Each demographic has unique needs, he said.
“We’re trying to come up with products and ideas around those tasks,” he said. “If you want to serve your market, you have to figure out how to get the news into their hands.”
Woronoff encouraged audience members to embrace digital platforms such as Facebook as part of their marketing strategy.
“The Pilot is 97 years old. For 95 of those years, we were blessed with geographic isolation. Now the world changed: We’ve got Facebook, Google, Yelp, Amazon,” he said.
“Social media is a big part of your marketing and your way to disseminate. Facebook and Instagram are the two social medias that we use most,” he said. “This is the best way for us to get our information out there.”
Woronoff has long since tried to convince his two daughters – now in their early twenties – to read the newspaper. When they went off to college, they told him that they received their news from The Skimm, a daily digital newsletter that, with its punchy style, seemed to be getting the job done in communicating the news to millennials.
And so The Sway: Your Insider’s Guide to the Pines – a free twice-weekly email newsletter – was born.
“We created The Sway as a way to get digital people to hang their hat on,” Woronoff said of the publication, which is known as a “survival guide” to The Pines of North Carolina. “We do have one banner ad at the bottom of the newsletter; the rest is sponsored content to get our advertisers in the game.
“If you haven’t started a digital agency, I highly recommend it,” he said. “It’s a way for us to sell sponsored content and have a conversation with our advertisers that we would never have before.”
The Sway has more than 6,600 subscribers, and Woronoff said he wants to reach out to each one.
“That’s 7,000 people, and a lot of them don’t read the paper,” Woronoff said. “It’s a way for us to get in and talk to them.”
Woronoff showed a video made by The Sway team and shot in the style of “The Office,” about the company culture of The Sway. The video depicted witty and hearty comments about the making and operations of the newsletter.
That lighthearted style reflects the culture at the Pilot, Woronoff said.

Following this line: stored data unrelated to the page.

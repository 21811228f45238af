use super::{conventional_model, method_names};
use crate::analysis::component::{ComponentKind, Metadata, PolicyMeta, RuleMeta};
use crate::analysis::discovery::{KindStrategy, ScanContext};
use crate::error::Result;
use crate::parser::lexer::unquote;
use crate::parser::{short_name, PhpClass};
use once_cell::sync::Lazy;
use regex::Regex;

const RULE_CONTRACTS: [&str; 6] = [
    "ValidationRule",
    "Rule",
    "InvokableRule",
    "ImplicitRule",
    "DataAwareRule",
    "ValidatorAwareRule",
];

const QUOTED: &str = r#"('(?:[^'\\]|\\.)*'|"(?:[^"\\]|\\.)*")"#;

static RETURN_STRING_RE: Lazy<Regex> = Lazy::new(|| {
    Regex::new(&format!(r"return\s+{}\s*;", QUOTED)).expect("valid return string regex")
});

static FAIL_RE: Lazy<Regex> = Lazy::new(|| {
    Regex::new(&format!(r"\$fail\s*\(\s*{}", QUOTED)).expect("valid fail regex")
});

/// Authorization policies, by naming rule
#[derive(Debug, Default, Clone, Copy)]
pub struct PolicyStrategy;

impl KindStrategy for PolicyStrategy {
    fn kind(&self) -> ComponentKind {
        ComponentKind::Policy
    }

    fn qualifies(&self, class: &PhpClass, ctx: &ScanContext<'_>) -> bool {
        class.is_concrete() && ctx.config.heuristics.policy.matches(&class.name, method_names(class))
    }

    fn extract(&self, class: &PhpClass, _source: &str, ctx: &ScanContext<'_>) -> Result<Metadata> {
        let model = ctx
            .providers
            .model_for_policy(&class.fq_name())
            .or_else(|| conventional_model(class, "Policy", &ctx.config.scan.models_namespace));

        Ok(Metadata::Policy(PolicyMeta {
            model,
            abilities: class
                .public_methods()
                .filter(|m| m.name != "before" && m.name != "after")
                .map(|m| m.name.clone())
                .collect(),
            has_before: class.has_method("before"),
        }))
    }
}

/// Validation rule objects, by naming rule
#[derive(Debug, Default, Clone, Copy)]
pub struct RuleStrategy;

impl KindStrategy for RuleStrategy {
    fn kind(&self) -> ComponentKind {
        ComponentKind::Rule
    }

    fn qualifies(&self, class: &PhpClass, ctx: &ScanContext<'_>) -> bool {
        class.is_concrete() && ctx.config.heuristics.rule.matches(&class.name, method_names(class))
    }

    fn extract(&self, class: &PhpClass, _source: &str, ctx: &ScanContext<'_>) -> Result<Metadata> {
        let contract = ctx
            .index
            .all_interfaces(class)
            .into_iter()
            .find(|i| RULE_CONTRACTS.contains(&short_name(i)));

        // message() for classic rules, $fail(...) for closures
        let message = class
            .method("message")
            .and_then(|m| RETURN_STRING_RE.captures(m.body_text()))
            .and_then(|cap| unquote(&cap[1]))
            .or_else(|| {
                ["validate", "__invoke"]
                    .iter()
                    .filter_map(|name| class.method(name))
                    .find_map(|m| FAIL_RE.captures(m.body_text()).and_then(|cap| unquote(&cap[1])))
            });

        Ok(Metadata::Rule(RuleMeta {
            contract,
            invokable: class.has_method("__invoke"),
            message,
        }))
    }
}

#[cfg(test)]
mod tests {
    use super::*;
    use crate::analysis::kinds::testing::{find, App};

    #[test]
    fn test_policy_metadata() {
        let app = App::new()
            .file(
                "app/Policies/OrderPolicy.php",
                r#"<?php
namespace App\Policies;

use App\Models\Order;
use App\Models\User;

class OrderPolicy
{
    public function before(User $user, string $ability): ?bool { return null; }
    public function view(User $user, Order $order): bool { return true; }
    public function update(User $user, Order $order): bool { return $user->id === $order->user_id; }
}
"#,
            )
            .file(
                "app/Policies/TeamPolicy.php",
                "<?php\nnamespace App\\Policies;\nclass TeamPolicy { public function view($user, $team) { return true; } }\n",
            )
            .file(
                "app/Policies/PolicyRegistry.php",
                "<?php\nnamespace App\\Policies;\nclass PolicyRegistry { public function view() {} }\n",
            )
            .file(
                "app/Providers/AuthServiceProvider.php",
                r#"<?php
namespace App\Providers;

use App\Models\Organization;
use App\Policies\TeamPolicy;

class AuthServiceProvider
{
    protected $policies = [
        Organization::class => TeamPolicy::class,
    ];
}
"#,
            );

        let result = app.scan(PolicyStrategy);
        assert_eq!(result.count, 2);
        match &find(&result, "OrderPolicy").metadata {
            Metadata::Policy(meta) => {
                assert_eq!(meta.model.as_deref(), Some("App\\Models\\Order"));
                assert_eq!(meta.abilities, vec!["view", "update"]);
                assert!(meta.has_before);
            }
            other => panic!("unexpected metadata {:?}", other),
        }
        match &find(&result, "TeamPolicy").metadata {
            Metadata::Policy(meta) => {
                assert_eq!(meta.model.as_deref(), Some("App\\Models\\Organization"));
                assert!(!meta.has_before);
            }
            other => panic!("unexpected metadata {:?}", other),
        }
    }

    #[test]
    fn test_rule_metadata() {
        let app = App::new()
            .file(
                "app/Rules/Uppercase.php",
                r#"<?php
namespace App\Rules;

use Closure;
use Illuminate\Contracts\Validation\ValidationRule;

class Uppercase implements ValidationRule
{
    public function validate(string $attribute, mixed $value, Closure $fail): void
    {
        if (strtoupper($value) !== $value) {
            $fail('The :attribute must be uppercase.');
        }
    }
}
"#,
            )
            .file(
                "app/Rules/LegacyRule.php",
                r#"<?php
namespace App\Rules;

use Illuminate\Contracts\Validation\Rule;

class LegacyRule implements Rule
{
    public function passes($attribute, $value) { return true; }
    public function message() { return "Legacy check failed."; }
}
"#,
            )
            .file(
                "app/Rules/Support/Formatter.php",
                "<?php\nnamespace App\\Rules\\Support;\nclass Formatter { public function format() {} }\n",
            );

        let result = app.scan(RuleStrategy);
        assert_eq!(result.count, 2);
        match &find(&result, "Uppercase").metadata {
            Metadata::Rule(meta) => {
                assert_eq!(
                    meta.contract.as_deref(),
                    Some("Illuminate\\Contracts\\Validation\\ValidationRule")
                );
                assert!(!meta.invokable);
                assert_eq!(meta.message.as_deref(), Some("The :attribute must be uppercase."));
            }
            other => panic!("unexpected metadata {:?}", other),
        }
        match &find(&result, "LegacyRule").metadata {
            Metadata::Rule(meta) => {
                assert_eq!(meta.message.as_deref(), Some("Legacy check failed."));
            }
            other => panic!("unexpected metadata {:?}", other),
        }
    }
}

“Fun is one of our core values at the Pilot,” said Woronoff, who refers to The Sway as a “sassy” publication. “It’s a way to demonstrate that while most of our products are print, we can do video.”

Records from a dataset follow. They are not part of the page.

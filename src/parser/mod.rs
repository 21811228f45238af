// Parser module for extracting declarations from PHP source files

pub mod ast;
pub mod lexer;
pub mod literal;
mod php;

pub use ast::*;
pub use php::{parse_header, parse_imports, parse_namespace, parse_parameters, PhpParser};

When asked by an audience member whether readers will take a publication like The Sway seriously, Woronoff said the newsletter balances legitimate news stories with less charged content.
“The news comes from the newspaper,” he said. “We have real news on there as well as silly stuff. We don’t run all of the stories on the website. We just pick the ones we think are going to be of interest to those folks.”
Woronoff is a proud resident of Pinehurst, N.C. – golf capital of America, he said – and sees potential in his town as a budding audience, he said.
“We’re an old town that became a new town with young folks. I want to aggregate all these young folks,” he said.
“We believe we exist to serve our community, not the other way around,” he said.
Woronoff invited publications to “start with simple things” to interact with their communities in ways that newspapers traditionally have not done.
“Start a book club. As soon as we did, the local hospital said, ‘Can we pick a book about cancer for your book club?’ We have 40 to 50 women in our bookshop per month buying a book. They show up and have a great time,” he said.
Woronoff is optimistic about a publication garnering an audience if that publication is invested in its audience.
“We want to create products that will make our community proud,” he said. “If that’s your guidepost, you’ll be successful.”
He also was optimistic about the potential of those in the audience at the conference.
“I can’t reiterate enough that if we can do it, you can do it better than us,” he said. “There’s no secret formula. I don’t know anything that you don’t know.”